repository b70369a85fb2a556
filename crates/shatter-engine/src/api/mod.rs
pub mod config;
//! Closed-form fragment motion over a normalized progress axis.

use glam::Vec2;

/// Default soft floor for falling pieces.
///
/// For a piece that starts below it, the floor sits at the piece's own start
/// height instead.
pub const DEFAULT_FLOOR_Y: f32 = -160.0;

/// Effective progress after which a piece starts to fade.
const FADE_FROM: f32 = 0.9;
const FADE_SPAN: f32 = 0.1;

/// Fraction of the overshoot a piece is pushed back up by the floor.
const FLOOR_BOUNCE: f32 = -0.5;

/// Per-fragment animation parameters, drawn once at shatter time.
#[derive(Debug, Clone, Copy, PartialEq)]
pub struct MotionProfile {
    /// Rest position of the fragment.
    pub start_position: Vec2,
    /// Travel distance at full effective progress.
    pub distance: f32,
    /// Direction of travel in radians, away from the blast origin.
    pub angle: f32,
    /// Faster pieces reach their end position earlier.
    pub speed: f32,
    /// Scale delta reached at progress 1, in [-1, 1].
    pub scale: f32,
    /// Total spin in radians reached at progress 1.
    pub rotation: f32,
}

/// Where a fragment is and how it looks at a given progress.
#[derive(Debug, Clone, Copy, PartialEq)]
pub struct FragmentPose {
    pub position: Vec2,
    pub rotation: f32,
    pub scale: f32,
    pub alpha: f32,
}

impl FragmentPose {
    pub fn at_rest(position: Vec2) -> Self {
        Self { position, rotation: 0.0, scale: 1.0, alpha: 1.0 }
    }
}

impl MotionProfile {
    /// Unit vector of travel.
    pub fn direction(&self) -> Vec2 {
        Vec2::new(self.angle.cos(), self.angle.sin())
    }

    /// Position at full travel, ignoring the floor.
    pub fn end_position(&self) -> Vec2 {
        self.start_position + self.direction() * self.distance
    }

    /// Per-fragment progress: reaches 1 after `1 / (2 * speed)` of the global axis.
    pub fn effective_progress(&self, progress: f32) -> f32 {
        (progress * 2.0 * self.speed).min(1.0)
    }

    /// Evaluate with the default floor.
    pub fn evaluate(&self, progress: f32) -> FragmentPose {
        self.evaluate_with_floor(progress, Some(DEFAULT_FLOOR_Y))
    }

    /// Pose at global `progress` in [0, 1].
    ///
    /// Pure: any progress can be asked for in any order. Values outside
    /// [0, 1] trip a debug assertion and are clamped in release builds.
    ///
    /// A piece that drops below `floor_y` is reflected back up by half its
    /// overshoot. The floor never sits above the start position, so a piece
    /// always begins exactly at rest.
    pub fn evaluate_with_floor(&self, progress: f32, floor_y: Option<f32>) -> FragmentPose {
        debug_assert!(
            (0.0..=1.0).contains(&progress),
            "progress {} outside [0, 1]",
            progress
        );
        let progress = clamp_progress(progress);
        let effective = self.effective_progress(progress);
        let travel = self.distance * effective;

        let x = self.start_position.x + self.angle.cos() * travel;
        let mut y = self.start_position.y + self.angle.sin() * travel;
        if let Some(floor) = floor_y {
            let floor = floor.min(self.start_position.y);
            if y < floor {
                y = floor + (y - floor) * FLOOR_BOUNCE;
            }
        }

        // Slow pieces never reach full effective progress; the global axis
        // still finishes their fade.
        let fade = effective.max(progress);
        let alpha = (1.0 - (fade - FADE_FROM).max(0.0) / FADE_SPAN).clamp(0.0, 1.0);

        FragmentPose {
            position: Vec2::new(x, y),
            rotation: self.rotation * progress,
            scale: 1.0 + progress * self.scale,
            alpha,
        }
    }
}

/// NaN and infinities map to the start of the axis.
fn clamp_progress(progress: f32) -> f32 {
    if progress.is_finite() {
        progress.clamp(0.0, 1.0)
    } else {
        0.0
    }
}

Task item
Please return the full listing exactly as it appears.

The completed task
repository b70369a85fb2a556
filename crates/shatter-engine/src/api/mod.rs
pub mod config;
//! Closed-form fragment motion over a normalized progress axis.

use glam::Vec2;

/// Default soft floor for falling pieces.
///
/// For a piece that starts below it, the floor sits at the piece's own start
/// height instead.
pub const DEFAULT_FLOOR_Y: f32 = -160.0;

/// Effective progress after which a piece starts to fade.
const FADE_FROM: f32 = 0.9;
const FADE_SPAN: f32 = 0.1;

/// Fraction of the overshoot a piece is pushed back up by the floor.
const FLOOR_BOUNCE: f32 = -0.5;

/// Per-fragment animation parameters, drawn once at shatter time.
#[derive(Debug, Clone, Copy, PartialEq)]
pub struct MotionProfile {
    /// Rest position of the fragment.
    pub start_position: Vec2,
    /// Travel distance at full effective progress.
    pub distance: f32,
    /// Direction of travel in radians, away from the blast origin.
    pub angle: f32,
    /// Faster pieces reach their end position earlier.
    pub speed: f32,
    /// Scale delta reached at progress 1, in [-1, 1].
    pub scale: f32,
    /// Total spin in radians reached at progress 1.
    pub rotation: f32,
}

/// Where a fragment is and how it looks at a given progress.
#[derive(Debug, Clone, Copy, PartialEq)]
pub struct FragmentPose {
    pub position: Vec2,
    pub rotation: f32,
    pub scale: f32,
    pub alpha: f32,
}

impl FragmentPose {
    pub fn at_rest(position: Vec2) -> Self {
        Self { position, rotation: 0.0, scale: 1.0, alpha: 1.0 }
    }
}

impl MotionProfile {
    /// Unit vector of travel.
    pub fn direction(&self) -> Vec2 {
        Vec2::new(self.angle.cos(), self.angle.sin())
    }

    /// Position at full travel, ignoring the floor.
    pub fn end_position(&self) -> Vec2 {
        self.start_position + self.direction() * self.distance
    }

    /// Per-fragment progress: reaches 1 after `1 / (2 * speed)` of the global axis.
    pub fn effective_progress(&self, progress: f32) -> f32 {
        (progress * 2.0 * self.speed).min(1.0)
    }

    /// Evaluate with the default floor.
    pub fn evaluate(&self, progress: f32) -> FragmentPose {
        self.evaluate_with_floor(progress, Some(DEFAULT_FLOOR_Y))
    }

    /// Pose at global `progress` in [0, 1].
    ///
    /// Pure: any progress can be asked for in any order. Values outside
    /// [0, 1] trip a debug assertion and are clamped in release builds.
    ///
    /// A piece that drops below `floor_y` is reflected back up by half its
    /// overshoot. The floor never sits above the start position, so a piece
    /// always begins exactly at rest.
    pub fn evaluate_with_floor(&self, progress: f32, floor_y: Option<f32>) -> FragmentPose {
        debug_assert!(
            (0.0..=1.0).contains(&progress),
            "progress {} outside [0, 1]",
            progress
        );
        let progress = clamp_progress(progress);
        let effective = self.effective_progress(progress);
        let travel = self.distance * effective;

        let x = self.start_position.x + self.angle.cos() * travel;
        let mut y = self.start_position.y + self.angle.sin() * travel;
        if let Some(floor) = floor_y {
            let floor = floor.min(self.start_position.y);
            if y < floor {
                y = floor + (y - floor) * FLOOR_BOUNCE;
            }
        }

        // Slow pieces never reach full effective progress; the global axis
        // still finishes their fade.
        let fade = effective.max(progress);
        let alpha = (1.0 - (fade - FADE_FROM).max(0.0) / FADE_SPAN).clamp(0.0, 1.0);

        FragmentPose {
            position: Vec2::new(x, y),
            rotation: self.rotation * progress,
            scale: 1.0 + progress * self.scale,
            alpha,
        }
    }
}

/// NaN and infinities map to the start of the axis.
fn clamp_progress(progress: f32) -> f32 {
    if progress.is_finite() {
        progress.clamp(0.0, 1.0)
    } else {
        0.0
    }
}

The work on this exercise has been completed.